# Nice!



## Smackdaddy53 (Dec 31, 2012)




----------



## BassFlats (Nov 26, 2018)

Get r done. I must admit I have been guilty of doing this .


----------



## karstopo (Nov 28, 2019)

I wonder how many trips that trailer will hang in there getting dipped in the saltwater?


----------



## Czech_Mate (Jan 4, 2019)

Nothing is stopping him.


----------



## Guest (Dec 30, 2019)

Dedication, I love it!


----------



## Smackdaddy53 (Dec 31, 2012)

Looks like a home build. Probably wanted to run it some before buying a trailer. My buddy said he’s seen him a few times launching and he dunks the trailer just like it was made for it! Bwahaha
Yeah I grew up poor and we had a wooden hay trailer for our flat bottom boat but we caught a lot of fish and were happy as could be! I still have the boat and refreshed it a few years ago.


----------



## hipshot (Sep 29, 2018)

Hey Mac, I just sent you some photographs


----------



## MatthewAbbott (Feb 25, 2017)

Smackdaddy53 said:


> Looks like a home build. Probably wanted to run it some before buying a trailer. My buddy said he’s seen him a few times launching and he dunks the trailer just like it was made for it! Bwahaha
> Yeah I grew up poor and we had a wooden hay trailer for our flat bottom boat but we caught a lot of fish and were happy as could be! I still have the boat and refreshed it a few years ago.

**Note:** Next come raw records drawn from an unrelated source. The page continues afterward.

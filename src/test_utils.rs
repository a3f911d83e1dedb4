//! Test utilities for product-ingest
//!
//! In-memory fakes of every collaborator trait, so unit and integration tests
//! can drive full site runs without a network or filesystem.

use async_trait::async_trait;
use serde_json::Value;
use std::collections::HashSet;
use std::sync::{Mutex, MutexGuard, PoisonError};

use crate::domain::item::keys;
use crate::domain::run_state::IterationStatus;
use crate::domain::services::{
    Alerter, ImageJob, ImageStore, IterationInfo, JobState, JobStatusProvider, MarkerStore,
    RemoteStore, Severity, StoreReceipt,
};
use crate::domain::value_objects::JobId;
use crate::error::RemoteError;
use crate::pipeline::sink::{SinkBackend, WriteReceipt};

fn lock<T>(mutex: &Mutex<T>) -> MutexGuard<'_, T> {
    mutex.lock().unwrap_or_else(PoisonError::into_inner)
}

fn unavailable(call: &str) -> RemoteError {
    RemoteError::http(503, "store unavailable", call)
}

#[derive(Debug, Default)]
struct StoreState {
    latest: Option<IterationInfo>,
    count: u64,
    known: HashSet<String>,
    added: Vec<Value>,
    ended: Vec<IterationStatus>,
    started_jobs: Vec<String>,
    cleaned_jobs: Vec<String>,
    last_stats: Option<Value>,
    deleted_out_of_stock: Vec<String>,
    failing: bool,
}

/// Remote store kept in memory. Products whose `remote_id` is known are
/// reported as already present.
#[derive(Debug, Default)]
pub struct InMemoryRemoteStore {
    state: Mutex<StoreState>,
}

impl InMemoryRemoteStore {
    pub fn with_known_products<I, S>(ids: I) -> Self
    where
        I: IntoIterator<Item = S>,
        S: Into<String>,
    {
        let store = Self::default();
        {
            let mut state = lock(&store.state);
            state.known = ids.into_iter().map(Into::into).collect();
            state.count = state.known.len() as u64;
        }
        store
    }

    pub fn set_latest(&self, info: IterationInfo) {
        lock(&self.state).latest = Some(info);
    }

    pub fn set_count(&self, count: u64) {
        lock(&self.state).count = count;
    }

    /// Every call fails with a 503 from now on.
    pub fn set_failing(&self, failing: bool) {
        lock(&self.state).failing = failing;
    }

    pub fn added(&self) -> Vec<Value> {
        lock(&self.state).added.clone()
    }

    pub fn ended(&self) -> Vec<IterationStatus> {
        lock(&self.state).ended.clone()
    }

    pub fn started_jobs(&self) -> Vec<String> {
        lock(&self.state).started_jobs.clone()
    }

    pub fn cleaned_jobs(&self) -> Vec<String> {
        lock(&self.state).cleaned_jobs.clone()
    }

    pub fn last_stats(&self) -> Option<Value> {
        lock(&self.state).last_stats.clone()
    }

    pub fn deleted_out_of_stock(&self) -> Vec<String> {
        lock(&self.state).deleted_out_of_stock.clone()
    }

    fn guard(&self, call: &str) -> Result<MutexGuard<'_, StoreState>, RemoteError> {
        let state = lock(&self.state);
        if state.failing {
            return Err(unavailable(call));
        }
        Ok(state)
    }
}

#[async_trait]
impl RemoteStore for InMemoryRemoteStore {
    async fn product_count(&self, _merchant: &str) -> Result<u64, RemoteError> {
        Ok(self.guard("count")?.count)
    }

    async fn new_iteration(&self, _merchant: &str, job_id: &JobId) -> Result<(), RemoteError> {
        let mut state = self.guard("new_crawl_iteration")?;
        state.started_jobs.push(job_id.as_str().to_string());
        state.latest = Some(IterationInfo {
            status: IterationStatus::Crawling,
            job_id: Some(job_id.as_str().to_string()),
        });
        Ok(())
    }

    async fn end_iteration(
        &self,
        _merchant: &str,
        status: IterationStatus,
        stats: Option<Value>,
    ) -> Result<(), RemoteError> {
        let mut state = self.guard("end_crawl_iteration")?;
        state.ended.push(status);
        if stats.is_some() {
            state.last_stats = stats;
        }
        if let Some(latest) = state.latest.as_mut() {
            latest.status = status;
        }
        Ok(())
    }

    async fn latest_iteration(&self, _merchant: &str) -> Result<Option<IterationInfo>, RemoteError> {
        Ok(self.guard("get_latest_iteration")?.latest.clone())
    }

    async fn add_crawled_product(
        &self,
        _merchant: &str,
        product: &Value,
    ) -> Result<StoreReceipt, RemoteError> {
        let mut state = self.guard("add_crawled_product")?;
        let already_in_db = product[keys::REMOTE_ID]
            .as_str()
            .is_some_and(|id| state.known.contains(id));
        state.added.push(product.clone());
        Ok(StoreReceipt { already_in_db })
    }

    async fn clean_crawled_products(&self, _merchant: &str, job_id: &JobId) -> Result<(), RemoteError> {
        self.guard("clean_crawled_products")?
            .cleaned_jobs
            .push(job_id.as_str().to_string());
        Ok(())
    }

    async fn delete_out_of_stock(&self, _merchant: &str, remote_id: &str) -> Result<(), RemoteError> {
        self.guard("delete_out_of_stock")?
            .deleted_out_of_stock
            .push(remote_id.to_string());
        Ok(())
    }
}

/// Job service that reports the same state for every job.
#[derive(Debug, Clone, Copy)]
pub struct FixedJobStatus(pub JobState);

#[async_trait]
impl JobStatusProvider for FixedJobStatus {
    async fn status(&self, _project: &str, _job_id: &str) -> Result<JobState, RemoteError> {
        Ok(self.0)
    }
}

#[derive(Debug, Default)]
pub struct InMemoryMarkerStore {
    merchants: Mutex<HashSet<String>>,
}

impl InMemoryMarkerStore {
    pub fn insert(&self, merchant: &str) {
        lock(&self.merchants).insert(merchant.to_string());
    }

    pub fn contains(&self, merchant: &str) -> bool {
        lock(&self.merchants).contains(merchant)
    }
}

#[async_trait]
impl MarkerStore for InMemoryMarkerStore {
    async fn exists(&self, merchant: &str) -> Result<bool, RemoteError> {
        Ok(self.contains(merchant))
    }

    async fn create(&self, merchant: &str) -> Result<(), RemoteError> {
        self.insert(merchant);
        Ok(())
    }
}

#[derive(Debug, Default)]
pub struct RecordingAlerter {
    messages: Mutex<Vec<(String, Severity)>>,
}

impl RecordingAlerter {
    pub fn messages(&self) -> Vec<(String, Severity)> {
        lock(&self.messages).clone()
    }
}

#[async_trait]
impl Alerter for RecordingAlerter {
    async fn notify(&self, message: &str, severity: Severity) {
        lock(&self.messages).push((message.to_string(), severity));
    }
}

/// Sink backend that keeps every batch it receives.
#[derive(Debug, Default)]
pub struct RecordingBackend {
    batches: Mutex<Vec<Vec<Value>>>,
    known: HashSet<String>,
}

impl RecordingBackend {
    pub fn with_known<I, S>(ids: I) -> Self
    where
        I: IntoIterator<Item = S>,
        S: Into<String>,
    {
        Self {
            batches: Mutex::default(),
            known: ids.into_iter().map(Into::into).collect(),
        }
    }

    pub fn batches(&self) -> Vec<Vec<Value>> {
        lock(&self.batches).clone()
    }

    /// `remote_id` of every record, batch by batch.
    pub fn batch_ids(&self) -> Vec<Vec<String>> {
        lock(&self.batches)
            .iter()
            .map(|batch| {
                batch
                    .iter()
                    .map(|record| record[keys::REMOTE_ID].as_str().unwrap_or_default().to_string())
                    .collect()
            })
            .collect()
    }
}

#[async_trait]
impl SinkBackend for RecordingBackend {
    async fn write(&self, _collection: &str, records: Vec<Value>) -> Result<WriteReceipt, RemoteError> {
        let already_present = records
            .iter()
            .filter(|record| {
                record[keys::REMOTE_ID]
                    .as_str()
                    .is_some_and(|id| self.known.contains(id))
            })
            .count() as u64;
        let written = records.len() as u64;
        lock(&self.batches).push(records);
        Ok(WriteReceipt {
            written,
            already_present,
            failed: 0,
        })
    }
}

#[derive(Debug, Default)]
pub struct RecordingImageStore {
    persisted: Mutex<Vec<ImageJob>>,
    failing: bool,
}

impl RecordingImageStore {
    pub fn failing() -> Self {
        Self {
            persisted: Mutex::default(),
            failing: true,
        }
    }

    pub fn persisted(&self) -> Vec<ImageJob> {
        lock(&self.persisted).clone()
    }
}

#[async_trait]
impl ImageStore for RecordingImageStore {
    async fn persist(&self, job: &ImageJob) -> Result<(), RemoteError> {
        if self.failing {
            return Err(RemoteError::http(500, "image service down", "images"));
        }
        lock(&self.persisted).push(job.clone());
        Ok(())
    }
}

I’ve seen a few flat bottom boats launched from trailers like this in the local bayou. Never in salt though.


----------



## Snakesurf (Jun 18, 2019)

They may want to start looking for another trailer to put hay on. That one ain't gonna last very long in saltwater. Nice job on the boat especially if they did the aluminum platforms.


----------



## hipshot (Sep 29, 2018)

I converted a 16’ utility trailer to haul two SoloSkiffs to the Keys with lockable storage below them in 2018. No need to dunk it. Quickie job with free scrap metal, but it got us there and back. I’ve used it since in Matagorda. I can’t post photographs, but Mac has a pic of it. Maybe he’ll post it here.


----------



## Smackdaddy53 (Dec 31, 2012)

hipshot said:


> I converted a 16’ utility trailer to haul two SoloSkiffs to the Keys with lockable storage below them in 2018. No need to dunk it. Quickie job with free scrap metal, but it got us there and back. I’ve used it since in Matagorda. I can’t post photographs, but Mac has a pic of it. Maybe he’ll post it here.


----------



## BassFlats (Nov 26, 2018)

I like it. Very resourceful hipshot.


----------



## hipshot (Sep 29, 2018)

Thanks; LOL. It was the only way we could afford to go. 2800 miles round trip; couldn’t take two vehicles and couldn’t tow tandem. The only thing I had to buy was the winches and locks.


----------



## LowHydrogen (Dec 31, 2015)

That looks like a pretty sweet boat.

I've done this with a 13' Gheenoe, and also launched from a pickup bed as well. Works in a pinch, and beats the hell out of not going.


----------



## Smackdaddy53 (Dec 31, 2012)

That mini fridge without a door console though...


----------



## BassFlats (Nov 26, 2018)

Saw this one on another site


----------



## Guest (Jan 11, 2020)

BassFlats said:


> Saw this one on another site
> View attachment 111304


We’ve all been there! Whatever it takes!


----------



## BassFlats (Nov 26, 2018)

Maybe they have a fifth wheel hitch in the trunk


----------